JunHyung akhirnya mengantarkan nenek ke tempat tidurnya dan sebagai penutup
menyanyikan lagu nina bobo. Nenek Haruna perlahan-lahan tertidur. KiKi yang
mendengar lagu itu ikut terkantuk-kantuk, tapi Furukawa yang menyadari hal
tersebut membisikkannya sesuatu yang membuatnya seperti tertampar, rasa
kantuknya seketika itu hilang. Di tatapnya Furukawa dengan kesal, Furukawa
hanya tersenyum, senyum mengejek.
***
Setelah pertemuannya dengan JYH beberapa hari yang lalu, Ilma
menjadi malas-malasan. Sendirian di kantin tak membuat perasaannya tambah
membaik. Rani hari ini kumpul dengan klub memasaknya, Wulan seperti orang yang
mempunyai dunia lain, tak dapat diganggu. Pergi makan aja ngajaknya minta
ampun. KiKi? Dia entah kenapa mukanya nggak bersahabat dari kemarin. Tiba-tiba
saja sekelebat wajah si YunHo muncul di pikirannya.

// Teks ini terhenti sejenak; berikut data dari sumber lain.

//! The builtin table maps every [`Builtin`] to the rule object that folds and reduces it.

use cir::{
    Builtin, BuiltinRef, Call, CirValue, FoldVariant, FoldingError, SwitchKind, ValueComparator,
};
use once_cell::sync::Lazy;

use crate::fold;
use crate::rules::{
    AddressDivided, AddressRemainder, Comparison, Divided, Logic, LogicOp, Minus, Plus,
    PointerLoad, Remainder, Rule, Shift, ShiftDirection, Times,
};
use crate::CirOptimizer;


/// The slot of a builtin in the [`BuiltinTable`].
#[derive(Clone, Copy, Debug, PartialEq, Eq)]
pub struct CirBuiltin {
    builtin: Builtin,
    rule: Rule,
    has_variants: bool,
}

impl CirBuiltin {
    #[inline]
    pub fn builtin(&self) -> Builtin {
        self.builtin
    }

    #[inline]
    pub fn rule(&self) -> &Rule {
        &self.rule
    }

    /// Whether a foldable and a foldable-when-not-zero variant exist for this builtin.
    #[inline]
    pub fn has_variants(&self) -> bool {
        self.has_variants
    }

    #[inline]
    pub fn plain(&self) -> RuleObject<'_> {
        RuleObject { slot: self, variant: FoldVariant::Plain }
    }

    /// The rule object for `variant`, `None` if this builtin has no such variant.
    pub fn variant(&self, variant: FoldVariant) -> Option<RuleObject<'_>> {
        if variant == FoldVariant::Plain || self.has_variants {
            Some(RuleObject { slot: self, variant })
        } else {
            None
        }
    }

    pub fn is_foldable(&self, ctx: &CirOptimizer, args: &[CirValue]) -> bool {
        self.plain().is_foldable(ctx, args)
    }

    pub fn fold(&self, ctx: &CirOptimizer, args: &[CirValue]) -> Result<Call, FoldingError> {
        self.plain().fold(ctx, args)
    }

    pub fn is_reducible(&self, ctx: &CirOptimizer, args: &[CirValue]) -> bool {
        self.plain().is_reducible(ctx, args)
    }

    pub fn reduce(&self, ctx: &mut CirOptimizer, args: &[CirValue]) -> Call {
        self.plain().reduce(ctx, args)
    }
}

/// One member of the group of rule objects registered for a builtin.
///
/// All members share the slot (and therefore the strength reductions) and only differ in
/// their foldability policy. Every member can hand out references to its siblings.
#[derive(Clone, Copy, Debug)]
pub struct RuleObject<'t> {
    slot: &'t CirBuiltin,
    variant: FoldVariant,
}

impl<'t> RuleObject<'t> {
    #[inline]
    pub fn builtin(&self) -> Builtin {
        self.slot.builtin
    }

    #[inline]
    pub fn variant(&self) -> FoldVariant {
        self.variant
    }

    #[inline]
    pub fn builtin_ref(&self) -> BuiltinRef {
        BuiltinRef::new(self.slot.builtin, self.variant)
    }

    pub fn plain_variant(&self) -> BuiltinRef {
        BuiltinRef::new(self.slot.builtin, FoldVariant::Plain)
    }

    pub fn foldable_variant(&self) -> Option<BuiltinRef> {
        self.slot
            .has_variants
            .then(|| BuiltinRef::new(self.slot.builtin, FoldVariant::Foldable))
    }

    pub fn when_not_zero_variant(&self) -> Option<BuiltinRef> {
        self.slot
            .has_variants
            .then(|| BuiltinRef::new(self.slot.builtin, FoldVariant::FoldableWhenNotZero))
    }

    pub fn is_foldable(&self, ctx: &CirOptimizer, args: &[CirValue]) -> bool {
        args.len() == self.builtin().arity() && fold::is_foldable(ctx, self.builtin_ref(), args)
    }

    pub fn fold(&self, ctx: &CirOptimizer, args: &[CirValue]) -> Result<Call, FoldingError> {
        fold::fold(ctx, self.builtin_ref(), args)
    }

    pub fn is_reducible(&self, ctx: &CirOptimizer, args: &[CirValue]) -> bool {
        args.len() == self.builtin().arity()
            && self.slot.rule.as_reducible().map_or(false, |rule| rule.is_reducible(ctx, args))
    }

    /// Rewrites a call to this builtin. Must only be called if `is_reducible` holds.
    ///
    /// # Panics
    ///
    /// Panics if the builtin has no strength reductions.
    pub fn reduce(&self, ctx: &mut CirOptimizer, args: &[CirValue]) -> Call {
        let rule = match self.slot.rule.as_reducible() {
            Some(rule) => rule,
            None => panic!("{} has no strength reductions", self.builtin()),
        };
        let mut call = rule.reduce(ctx, args);
        // a reduction that calls the same builtin again keeps the variant
        if call.builtin() == Some(self.plain_variant()) {
            call.procedure = CirValue::Builtin(self.builtin_ref());
        }
        call
    }
}

/// Maps every builtin to its rule object.
#[derive(Debug, Clone)]
pub struct BuiltinTable {
    slots: Box<[CirBuiltin]>,
}

impl Default for BuiltinTable {
    fn default() -> BuiltinTable {
        BuiltinTable::new()
    }
}

struct Registry {
    slots: Vec<Option<CirBuiltin>>,
}

impl Registry {
    fn register(&mut self, builtin: Builtin, rule: Rule, has_variants: bool) {
        let slot = &mut self.slots[builtin.serial()];
        assert!(slot.is_none(), "{builtin} was registered twice");
        *slot = Some(CirBuiltin { builtin, rule, has_variants });
    }

    fn specialize(&mut self, builtin: Builtin, rule: Rule) {
        self.register(builtin, rule, false)
    }
}

impl BuiltinTable {
    pub fn new() -> BuiltinTable {
        let mut registry = Registry { slots: vec![None; Builtin::COUNT] };
        register_specialized(&mut registry);
        let specialized = registry.slots.iter().filter(|slot| slot.is_some()).count();

        let mut pointer_loads = 0;
        for &builtin in Builtin::ALL {
            if builtin.is_pointer_load() {
                registry.register(builtin, Rule::PointerLoad(PointerLoad { builtin }), true);
                pointer_loads += 1;
            }
        }

        let mut generic = 0;
        for &builtin in Builtin::ALL {
            if registry.slots[builtin.serial()].is_none() {
                registry.register(builtin, Rule::Generic, false);
                generic += 1;
            }
        }

        log::debug!(
            "builtin table: {specialized} specialized, {pointer_loads} pointer loads, \
             {generic} generic"
        );

        let slots = registry
            .slots
            .into_iter()
            .zip(Builtin::ALL)
            .map(|(slot, builtin)| match slot {
                Some(slot) => slot,
                None => panic!("no rule was registered for {builtin}"),
            })
            .collect();
        BuiltinTable { slots }
    }

    #[inline]
    pub fn get(&self, builtin: Builtin) -> &CirBuiltin {
        &self.slots[builtin.serial()]
    }

    /// Resolves a builtin reference (including its variant) to its rule object.
    ///
    /// # Panics
    ///
    /// Panics if the referenced variant was never registered.
    pub fn rule(&self, builtin: BuiltinRef) -> RuleObject<'_> {
        match self.get(builtin.builtin).variant(builtin.variant) {
            Some(rule) => rule,
            None => panic!("{} has no {:?} variant", builtin.builtin, builtin.variant),
        }
    }

    pub fn iter(&self) -> impl Iterator<Item = &CirBuiltin> {
        self.slots.iter()
    }
}

/// The process wide builtin table. Built on first access and immutable afterwards.
pub fn builtin_table() -> &'static BuiltinTable {
    static TABLE: Lazy<BuiltinTable> = Lazy::new(BuiltinTable::new);
    &TABLE
}

fn register_specialized(registry: &mut Registry) {
    use ShiftDirection::{Left, SignedRight, UnsignedRight};

    registry.specialize(Builtin::IntMinus, Rule::IntMinus(Minus::new()));
    registry.specialize(Builtin::LongMinus, Rule::LongMinus(Minus::new()));
    registry.specialize(Builtin::IntPlus, Rule::IntPlus(Plus::new()));
    registry.specialize(Builtin::LongPlus, Rule::LongPlus(Plus::new()));
    registry.specialize(Builtin::IntTimes, Rule::IntTimes(Times::new()));
    registry.specialize(Builtin::LongTimes, Rule::LongTimes(Times::new()));
    registry.specialize(Builtin::IntDivided, Rule::IntDivided(Divided::new()));
    registry.specialize(Builtin::LongDivided, Rule::LongDivided(Divided::new()));
    registry.specialize(Builtin::IntRemainder, Rule::IntRemainder(Remainder::new()));
    registry.specialize(Builtin::LongRemainder, Rule::LongRemainder(Remainder::new()));

    registry.specialize(Builtin::IntAnd, Rule::IntLogic(Logic::new(LogicOp::And)));
    registry.specialize(Builtin::IntOr, Rule::IntLogic(Logic::new(LogicOp::Or)));
    registry.specialize(Builtin::IntXor, Rule::IntLogic(Logic::new(LogicOp::Xor)));
    registry.specialize(Builtin::LongAnd, Rule::LongLogic(Logic::new(LogicOp::And)));
    registry.specialize(Builtin::LongOr, Rule::LongLogic(Logic::new(LogicOp::Or)));
    registry.specialize(Builtin::LongXor, Rule::LongLogic(Logic::new(LogicOp::Xor)));

    registry.specialize(Builtin::IntShiftedLeft, Rule::IntShift(Shift::new(Left)));
    registry.specialize(Builtin::IntSignedShiftedRight, Rule::IntShift(Shift::new(SignedRight)));
    registry
        .specialize(Builtin::IntUnsignedShiftedRight, Rule::IntShift(Shift::new(UnsignedRight)));
    registry.specialize(Builtin::LongShiftedLeft, Rule::LongShift(Shift::new(Left)));
    registry
        .specialize(Builtin::LongSignedShiftedRight, Rule::LongShift(Shift::new(SignedRight)));
    registry
        .specialize(Builtin::LongUnsignedShiftedRight, Rule::LongShift(Shift::new(UnsignedRight)));

    registry.specialize(
        Builtin::AddressDividedByAddress,
        Rule::AddressDivided(AddressDivided { by_int: false }),
    );
    registry.specialize(
        Builtin::AddressDividedByInt,
        Rule::AddressDivided(AddressDivided { by_int: true }),
    );
    registry.specialize(
        Builtin::AddressRemainderByAddress,
        Rule::AddressRemainder(AddressRemainder { by_int: false }),
    );
    registry.specialize(
        Builtin::AddressRemainderByInt,
        Rule::AddressRemainder(AddressRemainder { by_int: true }),
    );

    use SwitchKind::{Reference, UnsignedInt, Word};
    use ValueComparator::{Equal, GreaterEqual, GreaterThan, LessEqual, LessThan, NotEqual};
    let comparisons = [
        (Builtin::UnsignedIntGreaterEqual, Comparison::unsigned(UnsignedInt, GreaterEqual)),
        (Builtin::UnsignedIntLessThan, Comparison::unsigned(UnsignedInt, LessThan)),
        (Builtin::AddressLessEqual, Comparison::unsigned(Word, LessEqual)),
        (Builtin::AddressLessThan, Comparison::unsigned(Word, LessThan)),
        (Builtin::AddressGreaterEqual, Comparison::unsigned(Word, GreaterEqual)),
        (Builtin::AddressGreaterThan, Comparison::unsigned(Word, GreaterThan)),
        (Builtin::WordEquals, Comparison::new(Word, Equal)),
        (Builtin::WordNotEquals, Comparison::new(Word, NotEqual)),
        (Builtin::ReferenceEquals, Comparison::new(Reference, Equal)),
        (Builtin::ReferenceNotEquals, Comparison::new(Reference, NotEqual)),
    ];
    for (builtin, comparison) in comparisons {
        registry.specialize(builtin, Rule::Comparison(comparison));
    }
}
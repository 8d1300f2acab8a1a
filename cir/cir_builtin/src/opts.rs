use cir::WordWidth;

/// Whether the optimizer runs inside the system it compiles for.
#[derive(Clone, Copy, PartialEq, Eq, Debug, Default)]
pub enum ExecutionMode {
    /// Cross compilation: only the compile time semantics of builtins may be used.
    #[default]
    Target,
    /// The optimizer runs hosted and may read the host object graph.
    Hosted,
}

#[derive(Clone, Debug, PartialEq, Eq)]
pub struct Opts {
    pub mode: ExecutionMode,
    /// Width of a machine word on the target platform.
    pub word_width: WordWidth,
    /// Upper bound for the number of passes of the optimizer driver.
    pub max_iterations: u32,
}

impl Default for Opts {
    fn default() -> Opts {
        Opts { mode: ExecutionMode::Target, word_width: WordWidth::W64, max_iterations: 16 }
    }
}

impl Opts {
    pub fn hosted() -> Opts {
        Opts { mode: ExecutionMode::Hosted, ..Opts::default() }
    }
}
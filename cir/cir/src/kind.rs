use stdx::impl_debug_display;

/// The kind of a CIR value.
///
/// Sub-int primitives (`byte`, `short`, `char`, `boolean`) are represented as [`Kind::Int`].
/// Comparison operators produce an `Int` that is either `0` or `1`.
#[derive(Clone, Copy, PartialEq, Eq, Hash, PartialOrd, Ord)]
pub enum Kind {
    Void,
    Int,
    Long,
    Float,
    Double,
    Word,
    Reference,
}

impl Kind {
    /// Scalar kinds are the kinds whose constants are valid folding operands.
    #[inline]
    pub fn is_scalar(self) -> bool {
        !matches!(self, Kind::Reference | Kind::Void)
    }
}

impl_debug_display! {
    match Kind{
        Kind::Void => "void";
        Kind::Int => "int";
        Kind::Long => "long";
        Kind::Float => "float";
        Kind::Double => "double";
        Kind::Word => "word";
        Kind::Reference => "ref";
    }
}
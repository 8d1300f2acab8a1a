use cir::{HostHeap, Variables, WordWidth};

use crate::{ExecutionMode, Opts};

/// The state shared by all rules while a compilation unit is optimized.
pub struct CirOptimizer<'a> {
    pub opts: &'a Opts,
    /// The host object graph. Only consulted in [`ExecutionMode::Hosted`].
    pub heap: Option<&'a dyn HostHeap>,
    /// Factory for temporaries introduced by rewrites.
    pub variables: &'a mut Variables,
}

impl<'a> CirOptimizer<'a> {
    pub fn new(opts: &'a Opts, variables: &'a mut Variables) -> CirOptimizer<'a> {
        CirOptimizer { opts, heap: None, variables }
    }

    pub fn with_heap(mut self, heap: &'a dyn HostHeap) -> CirOptimizer<'a> {
        self.heap = Some(heap);
        self
    }

    #[inline]
    pub fn is_hosted(&self) -> bool {
        self.opts.mode == ExecutionMode::Hosted
    }

    #[inline]
    pub fn word_width(&self) -> WordWidth {
        self.opts.word_width
    }

    /// The host object graph if the optimizer runs hosted.
    pub fn host_heap(&self) -> Option<&'a dyn HostHeap> {
        if self.is_hosted() {
            self.heap
        } else {
            None
        }
    }
}
//! Strength reduction rules.
//!
//! Every builtin slot of the [`BuiltinTable`](crate::BuiltinTable) owns one [`Rule`]. A rule
//! inspects the arguments of a call (parameters followed by the normal and exception
//! continuation) and may rewrite the call into a cheaper but equivalent one.

use std::fmt::Display;
use std::marker::PhantomData;

use cir::{Builtin, Call, CirValue, Kind, Snippet, Value};

use crate::CirOptimizer;

mod arith;
mod compare;
mod division;
mod logic;
mod pointer;
mod shift;

#[cfg(test)]
mod tests;

pub use arith::{Minus, Plus, Times};
pub use compare::{Comparison, Pathological, Sentinel};
pub use division::{AddressDivided, AddressRemainder, Divided, Remainder};
pub use logic::{Logic, LogicOp};
pub use pointer::PointerLoad;
pub use shift::{Shift, ShiftDirection};

pub trait StrengthReducible {
    /// Whether [`reduce`](StrengthReducible::reduce) can rewrite a call with `args`.
    fn is_reducible(&self, ctx: &CirOptimizer, args: &[CirValue]) -> bool;

    /// Rewrites a call with `args`. Must only be called if `is_reducible` returned `true` for
    /// the same arguments.
    fn reduce(&self, ctx: &mut CirOptimizer, args: &[CirValue]) -> Call;
}

macro_rules! rules {
    ($($variant: ident($rule: ty)),*) => {
        /// The rewrite rule registered for a builtin.
        #[derive(Clone, Copy, Debug, PartialEq, Eq)]
        pub enum Rule {
            /// Folding only, the builtin has no strength reductions.
            Generic,
            $($variant($rule)),*
        }

        impl Rule {
            pub fn as_reducible(&self) -> Option<&dyn StrengthReducible> {
                match self {
                    Rule::Generic => None,
                    $(Rule::$variant(rule) => Some(rule)),*
                }
            }
        }
    };
}

rules! {
    IntMinus(Minus<i32>),
    LongMinus(Minus<i64>),
    IntPlus(Plus<i32>),
    LongPlus(Plus<i64>),
    IntTimes(Times<i32>),
    LongTimes(Times<i64>),
    IntDivided(Divided<i32>),
    LongDivided(Divided<i64>),
    IntRemainder(Remainder<i32>),
    LongRemainder(Remainder<i64>),
    IntLogic(Logic<i32>),
    LongLogic(Logic<i64>),
    IntShift(Shift<i32>),
    LongShift(Shift<i64>),
    AddressDivided(AddressDivided),
    AddressRemainder(AddressRemainder),
    Comparison(Comparison),
    PointerLoad(PointerLoad)
}

/// A two's complement integer kind with the builtins the rules rewrite into.
pub trait Integer: Copy + Eq + Display + 'static {
    const KIND: Kind;
    const BITS: u32;
    const ZERO: Self;
    const ONE: Self;
    const N_ONE: Self;
    const NEGATED: Builtin;
    const NOT: Builtin;
    const SHIFTED_LEFT: Builtin;

    fn from_value(val: &Value) -> Option<Self>;
    fn into_value(self) -> Value;

    /// The bit pattern zero extended to 64 bit.
    fn bits(self) -> u64;

    /// Whether exactly one bit is set. The minimum value counts as a power of two.
    fn is_power_of_two(self) -> bool {
        self.bits().is_power_of_two()
    }

    fn log2(self) -> u32 {
        self.bits().trailing_zeros()
    }
}

impl Integer for i32 {
    const KIND: Kind = Kind::Int;
    const BITS: u32 = 32;
    const ZERO: i32 = 0;
    const ONE: i32 = 1;
    const N_ONE: i32 = -1;
    const NEGATED: Builtin = Builtin::IntNegated;
    const NOT: Builtin = Builtin::IntNot;
    const SHIFTED_LEFT: Builtin = Builtin::IntShiftedLeft;

    fn from_value(val: &Value) -> Option<i32> {
        val.as_int()
    }

    fn into_value(self) -> Value {
        Value::Int(self)
    }

    fn bits(self) -> u64 {
        self as u32 as u64
    }
}

impl Integer for i64 {
    const KIND: Kind = Kind::Long;
    const BITS: u32 = 64;
    const ZERO: i64 = 0;
    const ONE: i64 = 1;
    const N_ONE: i64 = -1;
    const NEGATED: Builtin = Builtin::LongNegated;
    const NOT: Builtin = Builtin::LongNot;
    const SHIFTED_LEFT: Builtin = Builtin::LongShiftedLeft;

    fn from_value(val: &Value) -> Option<i64> {
        val.as_long()
    }

    fn into_value(self) -> Value {
        Value::Long(self)
    }

    fn bits(self) -> u64 {
        self as u64
    }
}

/// Marker for rules that are generic over the [`Integer`] they operate on.
pub(crate) type IntegerMarker<T> = PhantomData<fn(T) -> T>;

pub(crate) fn constant<T: Integer>(val: &CirValue) -> Option<T> {
    val.as_constant().and_then(T::from_value)
}

/// Finds the first operand of a commutative binary builtin that is a constant satisfying
/// `pred`. Returns the constant and the other operand.
pub(crate) fn commutative<T: Integer>(
    args: &[CirValue],
    pred: impl Fn(T) -> bool,
) -> Option<(T, &CirValue)> {
    match constant::<T>(&args[0]) {
        Some(val) if pred(val) => Some((val, &args[1])),
        _ => match constant::<T>(&args[1]) {
            Some(val) if pred(val) => Some((val, &args[0])),
            _ => None,
        },
    }
}

/// `k(val)`
pub(crate) fn pass(k: &CirValue, val: impl Into<CirValue>) -> Call {
    Call::new(k.clone(), vec![val.into()])
}

/// Calls `builtin` with `params` followed by the continuations `k` and `e`.
pub(crate) fn call_builtin(
    builtin: Builtin,
    params: Vec<CirValue>,
    k: &CirValue,
    e: &CirValue,
) -> Call {
    let mut arguments = params;
    arguments.push(k.clone());
    arguments.push(e.clone());
    Call::new(builtin, arguments)
}

pub(crate) fn throw_arithmetic_exception(e: &CirValue) -> Call {
    Call::new(Snippet::CreateArithmeticException, vec![e.clone(), e.clone()])
}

“Huuff~ kenapa aku malah ingat orang itu sih? Padahal orang
itu udah jelas-jelas nolak aku.”
“Ilma?” Seseorang menyapanya.
Ilma melihat orang itu sambil memicingkan mata, dia masih
setengah tertidur. Sendirian dari tadi membuatnya benar-benar mengantuk. Setelah
penglihatannya agak jelas, Ilma begitu terkejut, segera dia alihkan
pandangannya, mengeluh karena penglihatannya benar-benar sudah parah. Bagaimana
mungkin dia melihat orang di hadapannya ini seperti YunHo, emang YunHo mukanya
pasaran.
“Ilma? Aku mau ngomong sesuatu.” Orang ini kembali bersuara.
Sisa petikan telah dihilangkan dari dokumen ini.